And some people write

$$\{ x \in U \mid P(x) \} = \{ x \in U \mid Q(x) \}$$

to denote

$$\forall x\ \big( x \in U \Rightarrow (P(x) \Leftrightarrow Q(x)) \big).$$

Now I want to translate the frequently used

$$\{ f(x) \mid P(x) \} = \{ g(x) \mid Q(x) \}$$

where the elements are not $x$, but sets constructed from them via $f$ and $g$. My try is

$$\forall y\ \big(\exists x\ \big(y=f(x)\land P(x)) \Leftrightarrow \exists x'\ \big(y=g(x')\land Q(x')\big) \big)$$

but I'm e.g. not sure about the existential quantifiert, or if I really need two.
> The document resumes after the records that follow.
//! Mapping between domain types and the raw [`crate::proto`] structs, plus
//! the error type shared across the crate.
//!
//! Encoding (domain → proto) is infallible; decoding validates hash lengths,
//! required fields, and message codes.

#[cfg(test)]
#[path = "converters_test.rs"]
mod converters_test;

use crate::message::{
    LightPreprepare,
    Message,
    MissedReq,
    MissedResp,
    MsgCode,
    Preprepare,
    Subject,
    View,
};
use crate::primitives::{Address, B256};
use crate::proposal::{Block, BlockHeader, LightBlock, MissedTx, Transaction};
use crate::proto;

/// Everything that can go wrong turning wire bytes into domain values, or
/// reconstructing light-proposal bodies.
#[derive(Debug, thiserror::Error, PartialEq)]
pub enum WireError {
    /// Protobuf-level decode failure.
    #[error(transparent)]
    Decode(#[from] prost::DecodeError),
    /// A required message field was absent.
    #[error("missing field: {field}")]
    MissingField {
        /// Name of the absent field.
        field: &'static str,
    },
    /// A fixed-size field arrived with the wrong length.
    #[error("invalid length for {field}: got {got} bytes")]
    InvalidLength {
        /// Name of the offending field.
        field: &'static str,
        /// Length observed on the wire.
        got: usize,
    },
    /// The envelope carried an unassigned message code.
    #[error("unknown message code: {0:#x}")]
    UnknownCode(u32),
    /// A hex string failed to parse.
    #[error("invalid hex string")]
    InvalidHex,
    /// A missed-tx entry named a slot whose digest does not match.
    #[error("missed tx mismatch at index {index}")]
    MissedTxMismatch {
        /// The offending body slot.
        index: u64,
    },
    /// A missed-tx response carried a body matching no open slot.
    #[error("transaction {hash} matches no missing slot")]
    UnexpectedTransaction {
        /// Digest of the unexpected body.
        hash: B256,
    },
    /// A light block was promoted before all slots were filled.
    #[error("light block still has unfilled transactions")]
    IncompleteLightBlock,
    /// An offset-encoded payload ended before its declared length.
    #[error("payload shorter than its length prefix")]
    TruncatedPayload,
}

fn require_view(view: Option<proto::View>, field: &'static str) -> Result<View, WireError> {
    view.map(View::from).ok_or(WireError::MissingField { field })
}

fn hash_field(bytes: &[u8], field: &'static str) -> Result<B256, WireError> {
    B256::from_slice(bytes).map_err(|_| WireError::InvalidLength { field, got: bytes.len() })
}

impl From<View> for proto::View {
    fn from(view: View) -> Self {
        proto::View { round: view.round, sequence: view.sequence }
    }
}

impl From<proto::View> for View {
    fn from(view: proto::View) -> Self {
        View { round: view.round, sequence: view.sequence }
    }
}

impl From<Message> for proto::Msg {
    fn from(msg: Message) -> Self {
        proto::Msg {
            code: u32::from(msg.code as u8),
            msg: msg.msg,
            address: msg.address.as_bytes().to_vec(),
            signature: msg.signature,
            committed_seal: msg.committed_seal,
            forward_nodes: msg.forward_nodes.iter().map(|a| a.as_bytes().to_vec()).collect(),
        }
    }
}

impl TryFrom<proto::Msg> for Message {
    type Error = WireError;

    fn try_from(wire: proto::Msg) -> Result<Self, Self::Error> {
        let code = u8::try_from(wire.code)
            .ok()
            .and_then(MsgCode::from_repr)
            .ok_or(WireError::UnknownCode(wire.code))?;
        let address = Address::from_slice(&wire.address)
            .map_err(|_| WireError::InvalidLength { field: "address", got: wire.address.len() })?;
        let forward_nodes = wire
            .forward_nodes
            .iter()
            .map(|bytes| Address::from_slice(bytes))
            .collect::<Result<Vec<_>, _>>()?;
        let mut msg = Message::new(code, wire.msg);
        msg.address = address;
        msg.signature = wire.signature;
        msg.committed_seal = wire.committed_seal;
        msg.forward_nodes = forward_nodes;
        Ok(msg)
    }
}

impl From<Subject> for proto::Subject {
    fn from(subject: Subject) -> Self {
        proto::Subject {
            view: Some(subject.view.into()),
            pending: subject.pending.as_bytes().to_vec(),
            digest: subject.digest.as_bytes().to_vec(),
        }
    }
}

impl TryFrom<proto::Subject> for Subject {
    type Error = WireError;

    fn try_from(wire: proto::Subject) -> Result<Self, Self::Error> {
        Ok(Subject {
            view: require_view(wire.view, "subject.view")?,
            pending: hash_field(&wire.pending, "subject.pending")?,
            digest: hash_field(&wire.digest, "subject.digest")?,
        })
    }
}

impl From<BlockHeader> for proto::BlockHeader {
    fn from(header: BlockHeader) -> Self {
        proto::BlockHeader {
            number: header.number,
            parent_hash: header.parent_hash.as_bytes().to_vec(),
            tx_root: header.tx_root.as_bytes().to_vec(),
            timestamp: header.timestamp,
            extra: header.extra,
        }
    }
}

impl TryFrom<proto::BlockHeader> for BlockHeader {
    type Error = WireError;

    fn try_from(wire: proto::BlockHeader) -> Result<Self, Self::Error> {
        Ok(BlockHeader {
            number: wire.number,
            parent_hash: hash_field(&wire.parent_hash, "header.parent_hash")?,
            tx_root: hash_field(&wire.tx_root, "header.tx_root")?,
            timestamp: wire.timestamp,
            extra: wire.extra,
        })
    }
}

impl From<Block> for proto::Block {
    fn from(block: Block) -> Self {
        proto::Block {
            header: Some(block.header.into()),
            transactions: block.transactions.iter().map(|tx| tx.payload().to_vec()).collect(),
        }
    }
}

impl TryFrom<proto::Block> for Block {
    type Error = WireError;

    fn try_from(wire: proto::Block) -> Result<Self, Self::Error> {
        let header: BlockHeader =
            wire.header.ok_or(WireError::MissingField { field: "block.header" })?.try_into()?;
        let transactions = wire.transactions.into_iter().map(Transaction::new).collect();
        Ok(Block { header, transactions })
    }
}

impl From<LightBlock> for proto::LightBlock {
    fn from(light: LightBlock) -> Self {
        proto::LightBlock {
            tx_digests: light.tx_digests().iter().map(|d| d.as_bytes().to_vec()).collect(),
            header: Some(light.header.into()),
        }
    }
}

impl TryFrom<proto::LightBlock> for LightBlock {
    type Error = WireError;

    fn try_from(wire: proto::LightBlock) -> Result<Self, Self::Error> {
        let header: BlockHeader =
            wire.header.ok_or(WireError::MissingField { field: "block.header" })?.try_into()?;
        let tx_digests = wire
            .tx_digests
            .iter()
            .map(|bytes| hash_field(bytes, "block.tx_digest"))
            .collect::<Result<Vec<_>, _>>()?;
        Ok(LightBlock::from_parts(header, tx_digests))
    }
}

impl From<Preprepare> for proto::Preprepare {
    fn from(preprepare: Preprepare) -> Self {
        proto::Preprepare {
            view: Some(preprepare.view.into()),
            proposal: Some(preprepare.proposal.into()),
        }
    }
}

impl TryFrom<proto::Preprepare> for Preprepare {
    type Error = WireError;

    fn try_from(wire: proto::Preprepare) -> Result<Self, Self::Error> {
        Ok(Preprepare {
            view: require_view(wire.view, "preprepare.view")?,
            proposal: wire
                .proposal
                .ok_or(WireError::MissingField { field: "preprepare.proposal" })?
                .try_into()?,
        })
    }
}

impl From<LightPreprepare> for proto::LightPreprepare {
    fn from(preprepare: LightPreprepare) -> Self {
        proto::LightPreprepare {
            view: Some(preprepare.view.into()),
            proposal: Some(preprepare.proposal.into()),
        }
    }
}

impl TryFrom<proto::LightPreprepare> for LightPreprepare {
    type Error = WireError;

    fn try_from(wire: proto::LightPreprepare) -> Result<Self, Self::Error> {
        Ok(LightPreprepare {
            view: require_view(wire.view, "preprepare.view")?,
            proposal: wire
                .proposal
                .ok_or(WireError::MissingField { field: "preprepare.proposal" })?
                .try_into()?,
        })
    }
}

impl From<MissedTx> for proto::MissedTx {
    fn from(missed: MissedTx) -> Self {
        proto::MissedTx { index: missed.index, hash: missed.hash.as_bytes().to_vec() }
    }
}

impl TryFrom<proto::MissedTx> for MissedTx {
    type Error = WireError;

    fn try_from(wire: proto::MissedTx) -> Result<Self, Self::Error> {
        Ok(MissedTx { index: wire.index, hash: hash_field(&wire.hash, "missed_tx.hash")? })
    }
}

impl From<MissedReq> for proto::MissedReq {
    fn from(req: MissedReq) -> Self {
        proto::MissedReq {
            view: Some(req.view.into()),
            missed_txs: req.missed_txs.into_iter().map(Into::into).collect(),
        }
    }
}

impl TryFrom<proto::MissedReq> for MissedReq {
    type Error = WireError;

    fn try_from(wire: proto::MissedReq) -> Result<Self, Self::Error> {
        Ok(MissedReq {
            view: require_view(wire.view, "missed_req.view")?,
            missed_txs: wire
                .missed_txs
                .into_iter()
                .map(MissedTx::try_from)
                .collect::<Result<Vec<_>, _>>()?,
        })
    }
}

impl From<MissedResp> for proto::MissedResp {
    fn from(resp: MissedResp) -> Self {
        proto::MissedResp {
            view: Some(resp.view.into()),
            transactions: resp.transactions.iter().map(|tx| tx.payload().to_vec()).collect(),
        }
    }
}

impl TryFrom<proto::MissedResp> for MissedResp {
    type Error = WireError;

    fn try_from(wire: proto::MissedResp) -> Result<Self, Self::Error> {
        Ok(MissedResp {
            view: require_view(wire.view, "missed_resp.view")?,
            transactions: wire.transactions.into_iter().map(Transaction::new).collect(),
        })
    }
}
I figure a necessary condition for having found the right way would be to try $f=g=\text{id}$ and see the formula reducing to the previous expression. However, I fail at this, because I don't know how to unpack it. I think I'd have to use $y=x$ and $y=x'$, but I don't know how I'd formally get this statement out of the long formula, so that I can use it?

What is the right way to read $\{ f(x) \mid P(x) \} = \{ g(x) \mid Q(x) \}$ and how to show it reduces to $\forall x\ \big(P(x) \Leftrightarrow Q(x) \big)$ for $f=g=\text{id}$?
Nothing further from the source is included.